In Loren Eiseley’s description here, the ability of humanity to see the past and the future liberates us from belief in God. It facilitates atheism.

And yet, when Darwin thought about this ability to see the past and future, he found himself believing in God, even if only tentatively. In his autobiography he wrote, “I feel compelled to look at a first cause having an intelligent mind in some degree analogous to that of man; and I deserve to be called a theist.” What compelled him to say this was “the extreme difficulty or rather impossibility of conceiving this immense and wonderful universe, including man with his capability of looking far backwards and far into futurity, as the result of blind chance or necessity.”

In Darwin’s thoughts, the ability of humanity to see the past and the future liberates us from disbelief and facilitates faith, which is the opposite of its effect in Eiseley’s thoughts.
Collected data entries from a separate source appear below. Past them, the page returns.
//! One tab's animation runtime: a sequencer, its private timer queue and
//! the typewriter of the command line being typed.

use std::convert::Infallible;

use rand::rngs::StdRng;
use rand::{Rng, SeedableRng};

use super::scheduler::Scheduler;
use super::sequencer::{RevealSequencer, SequencerEvent, Stage, Step};
use super::timing::RevealPlan;
use super::typewriter::{MotionPolicy, Typewriter, TypewriterTiming};
use crate::model::RevealItem;

#[derive(Debug, Clone)]
struct ActiveTyping {
    stage: Stage,
    index: usize,
    /// Host time corresponding to typewriter time zero.
    origin_ms: u64,
    writer: Typewriter,
}

#[derive(Debug, Clone)]
pub struct TabRuntime<L, A = Infallible> {
    sequencer: RevealSequencer<L, A>,
    scheduler: Scheduler<SequencerEvent>,
    typing: Option<ActiveTyping>,
    timing: TypewriterTiming,
    motion: MotionPolicy,
    rng: StdRng,
    visible: bool,
}

impl<L: RevealItem, A: RevealItem> TabRuntime<L, A> {
    pub fn new(lines: Vec<L>, aux: Vec<A>, plan: RevealPlan, motion: MotionPolicy, rng: StdRng) -> Self {
        Self {
            sequencer: RevealSequencer::new(lines, aux, plan),
            scheduler: Scheduler::new(),
            typing: None,
            timing: TypewriterTiming::COMMAND,
            motion,
            rng,
            visible: false,
        }
    }

    pub fn with_typing(mut self, timing: TypewriterTiming) -> Self {
        self.timing = timing;
        self
    }

    /// `visible` is "this is the active tab and content has hydrated".
    ///
    /// Showing a tab for the first time arms its start trigger; showing it
    /// again resumes where it stopped. Hiding cancels every pending timer
    /// and freezes the typewriter, so a hidden tab never changes state.
    pub fn set_visible(&mut self, visible: bool, now_ms: u64) -> bool {
        if visible == self.visible {
            return false;
        }
        self.visible = visible;
        if visible {
            if let Some(typing) = self.typing.as_mut() {
                typing.origin_ms = now_ms.saturating_sub(typing.writer.elapsed_ms());
            }
            let step = if self.sequencer.has_started() {
                self.sequencer.resume()
            } else {
                self.sequencer.trigger()
            };
            self.apply(step, now_ms);
        } else {
            let dropped = self.scheduler.cancel_all();
            tracing::debug!(dropped, "tab hidden, timers cancelled");
        }
        true
    }

    /// Swap in a regenerated sequence (locale change). All progress is
    /// discarded; a visible tab starts over right away.
    pub fn reload(&mut self, lines: Vec<L>, aux: Vec<A>, now_ms: u64) {
        self.scheduler.cancel_all();
        self.typing = None;
        self.sequencer.reset(lines, aux);
        if self.visible {
            let step = self.sequencer.trigger();
            self.apply(step, now_ms);
        }
    }

    /// Fire everything due at or before `now_ms`. Returns whether anything
    /// visible changed.
    pub fn tick(&mut self, now_ms: u64) -> bool {
        if !self.visible {
            return false;
        }
        let mut changed = false;
        loop {
            let mut progressed = false;

            let typed = match self.typing.as_mut() {
                Some(typing) => {
                    let elapsed = now_ms.saturating_sub(typing.origin_ms);
                    let dt = elapsed.saturating_sub(typing.writer.elapsed_ms());
                    let progress = typing.writer.advance(dt);
                    changed |= progress.revealed > 0;
                    progress
                        .completed_at
                        .map(|at| (typing.stage, typing.index, typing.origin_ms + at))
                }
                None => None,
            };
            if let Some((stage, index, done_ms)) = typed {
                let step = self.sequencer.complete(stage, index);
                self.apply(step, done_ms);
                changed = true;
                progressed = true;
            }

            if let Some(fired) = self.scheduler.poll(now_ms) {
                tracing::trace!(due_ms = fired.due_ms, event = ?fired.event, "timer fired");
                let step = self.sequencer.handle(fired.event);
                self.apply(step, fired.due_ms);
                changed = true;
                progressed = true;
            }

            if !progressed {
                return changed;
            }
        }
    }

    fn apply(&mut self, step: Step, at_ms: u64) {
        match step {
            Step::Nothing => {}
            Step::Schedule { after_ms, event } => self.scheduler.schedule(at_ms, after_ms, event),
            Step::Type { stage, index } => {
                let text = self.sequencer.typed_text(stage, index).into_owned();
                let rng = StdRng::seed_from_u64(self.rng.random());
                self.typing = Some(ActiveTyping {
                    stage,
                    index,
                    origin_ms: at_ms,
                    writer: Typewriter::new(text, self.timing, self.motion, rng),
                });
            }
        }
    }

    /// The revealed prefix of the line at `(stage, index)`, if it is the
    /// line being typed, and whether the typewriter is still going.
    pub fn typed(&self, stage: Stage, index: usize) -> Option<(&str, bool)> {
        self.typing
            .as_ref()
            .filter(|t| t.stage == stage && t.index == index)
            .map(|t| (t.writer.displayed(), !t.writer.is_complete()))
    }

    /// When the host should tick next, or `None` when nothing is pending.
    pub fn next_wakeup(&self) -> Option<u64> {
        if !self.visible {
            return None;
        }
        let typing = self
            .typing
            .as_ref()
            .and_then(|t| t.writer.next_event_ms().map(|at| t.origin_ms + at));
        match (typing, self.scheduler.next_due()) {
            (Some(a), Some(b)) => Some(a.min(b)),
            (a, b) => a.or(b),
        }
    }

    pub fn sequencer(&self) -> &RevealSequencer<L, A> {
        &self.sequencer
    }

    #[cfg(test)]
    pub fn pending_timers(&self) -> usize {
        self.scheduler.len()
    }
}

#[cfg(test)]
mod tests {
    use std::borrow::Cow;

    use super::*;
    use crate::engine::sequencer::Phase;
    use crate::engine::timing::DelayTable;
    use crate::model::{LineKind, Reveal};

    #[derive(Debug, Clone)]
    enum TestLine {
        Cmd(&'static str),
        Out,
    }

    impl RevealItem for TestLine {
        fn kind(&self) -> LineKind {
            match self {
                Self::Cmd(_) => LineKind::Command,
                Self::Out => LineKind::Output,
            }
        }

        fn reveal(&self) -> Reveal<'_> {
            match self {
                Self::Cmd(text) => Reveal::Typed(Cow::Borrowed(text)),
                Self::Out => Reveal::Instant,
            }
        }
    }

    fn runtime(seed: u64) -> TabRuntime<TestLine> {
        let plan = RevealPlan::new(
            DelayTable::new(0)
                .with(LineKind::Command, 300)
                .with(LineKind::Output, 400),
        );
        TabRuntime::new(
            vec![TestLine::Cmd("hello"), TestLine::Out, TestLine::Cmd("ls"), TestLine::Out],
            Vec::new(),
            plan,
            MotionPolicy::default(),
            StdRng::seed_from_u64(seed),
        )
    }

    fn snapshot(rt: &TabRuntime<TestLine>) -> (Phase, usize, Option<String>) {
        let typed = rt
            .sequencer()
            .phase()
            .cursor()
            .and_then(|(stage, index)| rt.typed(stage, index))
            .map(|(text, _)| text.to_string());
        (rt.sequencer().phase(), rt.sequencer().completed_count(), typed)
    }

    #[test]
    fn runs_to_completion_in_virtual_time() {
        let mut rt = runtime(1);
        rt.set_visible(true, 0);
        assert_eq!(rt.next_wakeup(), Some(300));

        rt.tick(10_000);
        assert!(rt.sequencer().is_complete());
        assert_eq!(rt.sequencer().completed_count(), 4);
        assert_eq!(rt.next_wakeup(), None);
    }

    #[test]
    fn hidden_tab_never_changes() {
        let mut rt = runtime(2);
        rt.set_visible(true, 0);
        rt.tick(100);
        rt.set_visible(false, 100);
        assert_eq!(rt.pending_timers(), 0);

        let before = snapshot(&rt);
        assert!(!rt.tick(60_000));
        assert_eq!(snapshot(&rt), before);
        assert_eq!(rt.next_wakeup(), None);
    }

    #[test]
    fn showing_again_resumes_mid_command() {
        let mut rt = runtime(3);
        rt.set_visible(true, 0);
        // Start fires at 300, the first character lands one prompt delay later.
        rt.tick(610);
        let (_, _, typed) = snapshot(&rt);
        assert_eq!(typed.as_deref(), Some("h"));

        rt.set_visible(false, 610);
        rt.set_visible(true, 30_000);
        assert_eq!(snapshot(&rt).2.as_deref(), Some("h"));
        assert_eq!(rt.sequencer().phase(), Phase::Line(0));

        rt.tick(40_000);
        assert!(rt.sequencer().is_complete());
    }

    #[test]
    fn completed_tab_stays_complete_when_shown_again() {
        let mut rt = runtime(4);
        rt.set_visible(true, 0);
        rt.tick(10_000);
        rt.set_visible(false, 10_000);
        rt.set_visible(true, 20_000);
        assert!(!rt.tick(30_000));
        assert!(rt.sequencer().is_complete());
        assert_eq!(rt.pending_timers(), 0);
    }

    #[test]
    fn tick_granularity_does_not_change_the_outcome() {
        let mut fine = runtime(9);
        let mut coarse = runtime(9);
        fine.set_visible(true, 0);
        coarse.set_visible(true, 0);

        let mut now = 0;
        while now < 5_000 {
            for t in now + 1..=now + 250 {
                fine.tick(t);
            }
            now += 250;
            coarse.tick(now);
            assert_eq!(snapshot(&fine), snapshot(&coarse), "diverged at {now}ms");
        }
        assert!(coarse.sequencer().is_complete());
    }

    #[test]
    fn reload_restarts_a_visible_tab() {
        let mut rt = runtime(5);
        rt.set_visible(true, 0);
        rt.tick(10_000);

        rt.reload(vec![TestLine::Cmd("pwd")], Vec::new(), 10_000);
        assert_eq!(rt.sequencer().phase(), Phase::Idle);
        assert_eq!(rt.next_wakeup(), Some(10_300));

        rt.tick(10_300);
        assert_eq!(rt.sequencer().phase(), Phase::Line(0));
    }

    #[test]
    fn reload_leaves_a_hidden_tab_unstarted() {
        let mut rt = runtime(6);
        rt.reload(vec![TestLine::Out], Vec::new(), 0);
        assert!(!rt.sequencer().has_started());
        assert_eq!(rt.pending_timers(), 0);
    }
}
Something other than the content of evolution, other than the ability to see the past and the future in the way we see it in evolution, must determine whether the ability to see the past and future supports faith or not.

When, in the nineteenth century, Charles Darwin thought about humanity’s capability to look back into the past and ahead into the future, he found it difficult to believe that the universe is the result of chance and necessity and he wrote, in his autobiography, “I deserve to be called a theist.” This is what theologians call a confession of faith or a statement about a person’s belief.
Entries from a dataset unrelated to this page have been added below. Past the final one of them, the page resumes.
use std::io::stdout;
use std::time::{Duration, Instant};

use anyhow::Result;
use crossterm::{
    cursor::Show,
    event::{self, Event, KeyCode, KeyEventKind},
    execute,
    terminal::{EnterAlternateScreen, LeaveAlternateScreen, disable_raw_mode, enable_raw_mode},
};
use folio_core::{Portfolio, PreferenceStore};
use folio_protocol::TabId;
use ratatui::{DefaultTerminal, Terminal, backend::CrosstermBackend};

use crate::rain::MatrixRain;
use crate::renderer::{self, View};

/// Longest the loop sleeps when nothing is scheduled.
const IDLE_POLL_MS: u64 = 1000;
const PAGE_ROWS: u16 = 10;

pub struct App<S> {
    portfolio: Portfolio<S>,
    rain: Option<MatrixRain>,
    scroll: u16,
    follow: bool,
    focus: Option<usize>,
    quit: bool,
}

impl<S: PreferenceStore> App<S> {
    pub fn new(portfolio: Portfolio<S>) -> Self {
        let settings = portfolio.settings();
        let rain = settings
            .rain_enabled()
            .then(|| MatrixRain::new(settings.seed));
        Self {
            portfolio,
            rain,
            scroll: 0,
            follow: true,
            focus: None,
            quit: false,
        }
    }

    fn next_wakeup(&self) -> Option<u64> {
        let rain = self.rain.as_ref().and_then(MatrixRain::next_wakeup);
        match (self.portfolio.next_wakeup(), rain) {
            (Some(a), Some(b)) => Some(a.min(b)),
            (a, b) => a.or(b),
        }
    }

    fn interactive_count(&self) -> usize {
        self.portfolio
            .frame()
            .map_or(0, |frame| frame.interactive_items().len())
    }

    fn select_tab(&mut self, tab: TabId, now_ms: u64) {
        if self.portfolio.select_tab(tab, now_ms) {
            self.scroll = 0;
            self.follow = true;
            self.focus = None;
        }
    }

    fn move_focus(&mut self, forward: bool) {
        let count = self.interactive_count();
        if count == 0 {
            self.focus = None;
            return;
        }
        self.focus = Some(match (self.focus, forward) {
            (None, true) => 0,
            (None, false) => count - 1,
            (Some(i), true) => (i + 1) % count,
            (Some(i), false) => (i + count - 1) % count,
        });
    }

    fn activate_focus(&mut self, now_ms: u64) {
        let Some(index) = self.focus else { return };
        let Some(item) = self
            .portfolio
            .frame()
            .and_then(|frame| frame.interactive_items().into_iter().nth(index))
        else {
            self.focus = None;
            return;
        };
        let tab = self.portfolio.active_tab();
        self.portfolio.activate(&item, now_ms);
        if self.portfolio.active_tab() != tab {
            self.scroll = 0;
            self.follow = true;
            self.focus = None;
        }
    }

    fn toggle_rain(&mut self) {
        self.rain = match self.rain.take() {
            Some(_) => None,
            None => Some(MatrixRain::new(self.portfolio.settings().seed)),
        };
        tracing::debug!(on = self.rain.is_some(), "rain toggled");
    }

    pub fn handle_key(&mut self, code: KeyCode, now_ms: u64) {
        let active = self.portfolio.active_tab();
        match code {
            KeyCode::Char('q') | KeyCode::Esc => self.quit = true,
            KeyCode::Char(c @ '1'..='4') => {
                let index = usize::from(c as u8 - b'1');
                if let Some(tab) = TabId::from_index(index) {
                    self.select_tab(tab, now_ms);
                }
            }
            KeyCode::Tab | KeyCode::Right => self.select_tab(active.next(), now_ms),
            KeyCode::BackTab | KeyCode::Left => self.select_tab(active.prev(), now_ms),
            KeyCode::Char('l') => {
                if let Err(err) = self.portfolio.toggle_locale(now_ms) {
                    tracing::warn!(%err, "locale toggle ignored");
                } else {
                    self.scroll = 0;
                    self.follow = true;
                    self.focus = None;
                }
            }
            KeyCode::Up => {
                self.follow = false;
                self.scroll = self.scroll.saturating_sub(1);
            }
            KeyCode::Down => {
                self.follow = false;
                self.scroll = self.scroll.saturating_add(1);
            }
            KeyCode::PageUp => {
                self.follow = false;
                self.scroll = self.scroll.saturating_sub(PAGE_ROWS);
            }
            KeyCode::PageDown => {
                self.follow = false;
                self.scroll = self.scroll.saturating_add(PAGE_ROWS);
            }
            KeyCode::Home => {
                self.follow = false;
                self.scroll = 0;
            }
            KeyCode::End => self.follow = true,
            KeyCode::Char('n') => self.move_focus(true),
            KeyCode::Char('N') => self.move_focus(false),
            KeyCode::Enter => self.activate_focus(now_ms),
            KeyCode::Char('r') => self.toggle_rain(),
            _ => {}
        }
    }

    fn tick(&mut self, now_ms: u64) {
        self.portfolio.tick(now_ms);
        if let Some(rain) = self.rain.as_mut() {
            rain.tick(now_ms);
        }
    }

    fn draw(&mut self, terminal: &mut DefaultTerminal, now_ms: u64) -> Result<()> {
        let size = terminal.size()?;
        if let Some(rain) = self.rain.as_mut() {
            rain.resize(size.width, size.height, now_ms);
        }
        let frame = self.portfolio.frame();
        let view = View {
            frame: frame.as_ref(),
            scroll: self.scroll,
            follow: self.follow,
            focus: self.focus,
            rain: self.rain.as_ref(),
        };
        let mut scroll = self.scroll;
        terminal.draw(|f| scroll = renderer::draw(f, &view))?;
        self.scroll = scroll;
        Ok(())
    }
}

fn elapsed_ms(start: Instant) -> u64 {
    u64::try_from(start.elapsed().as_millis()).unwrap_or(u64::MAX)
}

/// Runs its closure when dropped.
struct OnDrop<F: FnMut()>(F);

impl<F: FnMut()> Drop for OnDrop<F> {
    fn drop(&mut self) {
        (self.0)();
    }
}

fn restore_terminal() {
    if let Err(err) = disable_raw_mode() {
        tracing::warn!(%err, "failed to leave raw mode");
    }
    if let Err(err) = execute!(stdout(), LeaveAlternateScreen, Show) {
        tracing::warn!(%err, "failed to leave alternate screen");
    }
}

pub fn run<S: PreferenceStore>(portfolio: Portfolio<S>) -> Result<()> {
    enable_raw_mode()?;
    // Restores on every exit path from here on, errors included.
    let _restore = OnDrop(restore_terminal);
    execute!(stdout(), EnterAlternateScreen)?;
    let mut terminal = Terminal::new(CrosstermBackend::new(stdout()))?;

    event_loop(&mut terminal, App::new(portfolio))
}

fn event_loop<S: PreferenceStore>(terminal: &mut DefaultTerminal, mut app: App<S>) -> Result<()> {
    let start = Instant::now();
    let locale = app.portfolio.hydrate(0);
    tracing::info!(%locale, "terminal session started");

    while !app.quit {
        let now = elapsed_ms(start);
        app.tick(now);
        app.draw(terminal, now)?;

        let wait = app
            .next_wakeup()
            .map_or(IDLE_POLL_MS, |at| at.saturating_sub(elapsed_ms(start)))
            .min(IDLE_POLL_MS);
        if event::poll(Duration::from_millis(wait))? {
            match event::read()? {
                Event::Key(key) if key.kind == KeyEventKind::Press => {
                    app.handle_key(key.code, elapsed_ms(start));
                }
                _ => {}
            }
        }
    }
    tracing::info!("terminal session ended");
    Ok(())
}

#[cfg(test)]
mod tests {
    use std::cell::Cell;

    use folio_core::{MemoryPreferences, Settings, TranslationStore};
    use folio_protocol::{Interactive, Locale};

    use super::*;

    fn app() -> App<MemoryPreferences> {
        let settings = Settings {
            seed: Some(3),
            rain: Some(false),
            locale_override: Some(Locale::En),
            ..Settings::default()
        };
        let store = TranslationStore::embedded().expect("embedded content parses");
        let mut app = App::new(Portfolio::new(store, MemoryPreferences::new(), settings));
        app.portfolio.hydrate(0);
        app
    }

    fn settle(app: &mut App<MemoryPreferences>) -> u64 {
        let mut now = 0;
        while let Some(at) = app.portfolio.next_wakeup() {
            now = at;
            app.portfolio.tick(now);
        }
        now
    }

    #[test]
    fn number_keys_and_arrows_switch_tabs() {
        let mut app = app();
        app.handle_key(KeyCode::Char('3'), 10);
        assert_eq!(app.portfolio.active_tab(), TabId::Careers);
        app.handle_key(KeyCode::Right, 20);
        assert_eq!(app.portfolio.active_tab(), TabId::Projects);
        app.handle_key(KeyCode::Right, 30);
        assert_eq!(app.portfolio.active_tab(), TabId::Profile);
        app.handle_key(KeyCode::BackTab, 40);
        assert_eq!(app.portfolio.active_tab(), TabId::Projects);
    }

    #[test]
    fn focused_tab_link_navigates() {
        let mut app = app();
        let now = settle(&mut app);
        app.handle_key(KeyCode::Char('n'), now);
        assert_eq!(app.focus, Some(0));
        let first = app
            .portfolio
            .frame()
            .and_then(|f| f.interactive_items().into_iter().next());
        assert_eq!(first, Some(Interactive::TabLink(TabId::Skills)));

        app.handle_key(KeyCode::Enter, now);
        assert_eq!(app.portfolio.active_tab(), TabId::Skills);
        assert_eq!(app.focus, None);
    }

    #[test]
    fn focus_wraps_backwards() {
        let mut app = app();
        let now = settle(&mut app);
        let count = app.interactive_count();
        assert!(count > 0);
        app.handle_key(KeyCode::Char('N'), now);
        assert_eq!(app.focus, Some(count - 1));
        app.handle_key(KeyCode::Char('n'), now);
        assert_eq!(app.focus, Some(0));
    }

    #[test]
    fn locale_key_toggles_and_scrolling_stops_follow() {
        let mut app = app();
        app.handle_key(KeyCode::Up, 5);
        assert!(!app.follow);
        app.handle_key(KeyCode::Char('l'), 10);
        assert_eq!(app.portfolio.locale(), Ok(Locale::Ja));
        assert!(app.follow);
    }

    #[test]
    fn restore_runs_when_setup_fails_part_way() {
        let restored = Cell::new(false);
        let setup = || -> Result<()> {
            let _restore = OnDrop(|| restored.set(true));
            Err(anyhow::anyhow!("no terminal"))
        };
        assert!(setup().is_err());
        assert!(restored.get());
    }

    #[test]
    fn rain_key_toggles_rain() {
        let mut app = app();
        assert!(app.rain.is_none());
        app.handle_key(KeyCode::Char('r'), 0);
        assert!(app.rain.is_some());
        app.handle_key(KeyCode::Char('q'), 0);
        assert!(app.quit);
    }
}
When, in the twentieth century, Loren Eiseley thought about humanity’s capability to see the past and future, he found it difficult to not feel lonely because humanity is the only animal that evolution has given this capability. In an essay, The Long Loneliness, he wrote “There is nothing more alone in the universe than man.”

Eiseley wrote, “Animals are molded by natural forces they do not comprehend.” He observed that they do not know their past or their future. We were shaped by the same natural forces, but we do know the past and future. We know our history, he wrote, “until the day of our death.” We are alone with that knowledge. We are alone with the knowledge that natural selection, a natural law built on chance and necessity, is the creator of our species and theirs. That is the confession of Loren Eiseley and it is ours.
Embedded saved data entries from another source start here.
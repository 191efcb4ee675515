//! Decorative falling-glyph background. No state worth keeping: it is
//! rebuilt on resize and only ever drawn dimmed behind the window.

use rand::rngs::StdRng;
use rand::{Rng, SeedableRng};

const GLYPHS: &[u8] = b"ABCDEFGHIJKLMNOPQRSTUVWXYZ0123456789";
const MIN_STEP_MS: u64 = 50;
const MAX_STEP_MS: u64 = 140;
const MIN_TRAIL: u16 = 4;
const MAX_TRAIL: u16 = 14;

#[derive(Debug, Clone)]
struct Drop {
    /// Row of the leading glyph; negative while above the screen.
    head: i32,
    trail: u16,
    step_ms: u64,
    next_ms: u64,
    /// Changes every step so the glyphs shimmer.
    salt: u32,
}

/// One glyph to draw.
#[derive(Debug, Clone, Copy, PartialEq, Eq)]
pub struct Cell {
    pub x: u16,
    pub y: u16,
    pub glyph: char,
    pub head: bool,
}

#[derive(Debug)]
pub struct MatrixRain {
    width: u16,
    height: u16,
    drops: Vec<Drop>,
    rng: StdRng,
}

impl MatrixRain {
    pub fn new(seed: Option<u64>) -> Self {
        let rng = match seed {
            Some(seed) => StdRng::seed_from_u64(seed),
            None => StdRng::from_os_rng(),
        };
        Self {
            width: 0,
            height: 0,
            drops: Vec::new(),
            rng,
        }
    }

    /// Rebuild the columns when the screen size changes.
    pub fn resize(&mut self, width: u16, height: u16, now_ms: u64) {
        if (width, height) == (self.width, self.height) {
            return;
        }
        self.width = width;
        self.height = height;
        self.drops = (0..width).map(|_| self.spawn(now_ms, true)).collect();
    }

    fn spawn(&mut self, now_ms: u64, scatter: bool) -> Drop {
        let height = i32::from(self.height.max(1));
        let trail = self.rng.random_range(MIN_TRAIL..=MAX_TRAIL);
        let head = if scatter {
            self.rng.random_range(-height..height)
        } else {
            -self.rng.random_range(0..height)
        };
        let step_ms = self.rng.random_range(MIN_STEP_MS..=MAX_STEP_MS);
        Drop {
            head,
            trail,
            step_ms,
            next_ms: now_ms + step_ms,
            salt: self.rng.random(),
        }
    }

    pub fn tick(&mut self, now_ms: u64) {
        let bottom = i32::from(self.height);
        for i in 0..self.drops.len() {
            while self.drops[i].next_ms <= now_ms {
                let drop = &mut self.drops[i];
                drop.head += 1;
                drop.next_ms += drop.step_ms;
                drop.salt = drop.salt.wrapping_mul(1_103_515_245).wrapping_add(12_345);
                if drop.head - i32::from(drop.trail) > bottom {
                    let next = drop.next_ms;
                    self.drops[i] = self.spawn(next, false);
                }
            }
        }
    }

    /// Earliest time any column moves.
    pub fn next_wakeup(&self) -> Option<u64> {
        self.drops.iter().map(|d| d.next_ms).min()
    }

    pub fn cells(&self) -> impl Iterator<Item = Cell> + '_ {
        let height = i32::from(self.height);
        self.drops.iter().enumerate().flat_map(move |(x, drop)| {
            let top = drop.head - i32::from(drop.trail) + 1;
            (top.max(0)..=drop.head.min(height - 1)).map(move |y| {
                let index = (drop.salt as usize).wrapping_add(y as usize * 7) % GLYPHS.len();
                Cell {
                    x: x as u16,
                    y: y as u16,
                    glyph: char::from(GLYPHS[index]),
                    head: y == drop.head,
                }
            })
        })
    }
}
In Darwin’s century it was still possible to think of God in connection with life and humanity, even for the man who discovered that natural selection, not creation, accounts for the origin of the species, even though belief in God had begun to wane. In Eiseley’s century it was more difficult to think of God in that connection.

After reading Darwin humanity learned to look to the tree of life to understand itself, rather than to the heavens. It was our relationship with Nature, not with God, that we sought to understand. It was with animals, not angels, that we began to compare ourselves.

Humanity could once confess, “In life and death we belong to God.” We were alienated from God by sin, but we were not alone. Now we confess, “In life and death we belong to Nature.” Although we find our origin in Nature, which like God is greater than ourselves, we are alienated from Nature as we were from God and the alienation is deeper and more complete than it ever was from God. In Eiseley’s version of our confession, knowledge of the past and future separates us from the other creatures in the tree of life. We know what they do not know. We have eaten from the tree of knowledge and our eyes are opened. Now we know: we are alone.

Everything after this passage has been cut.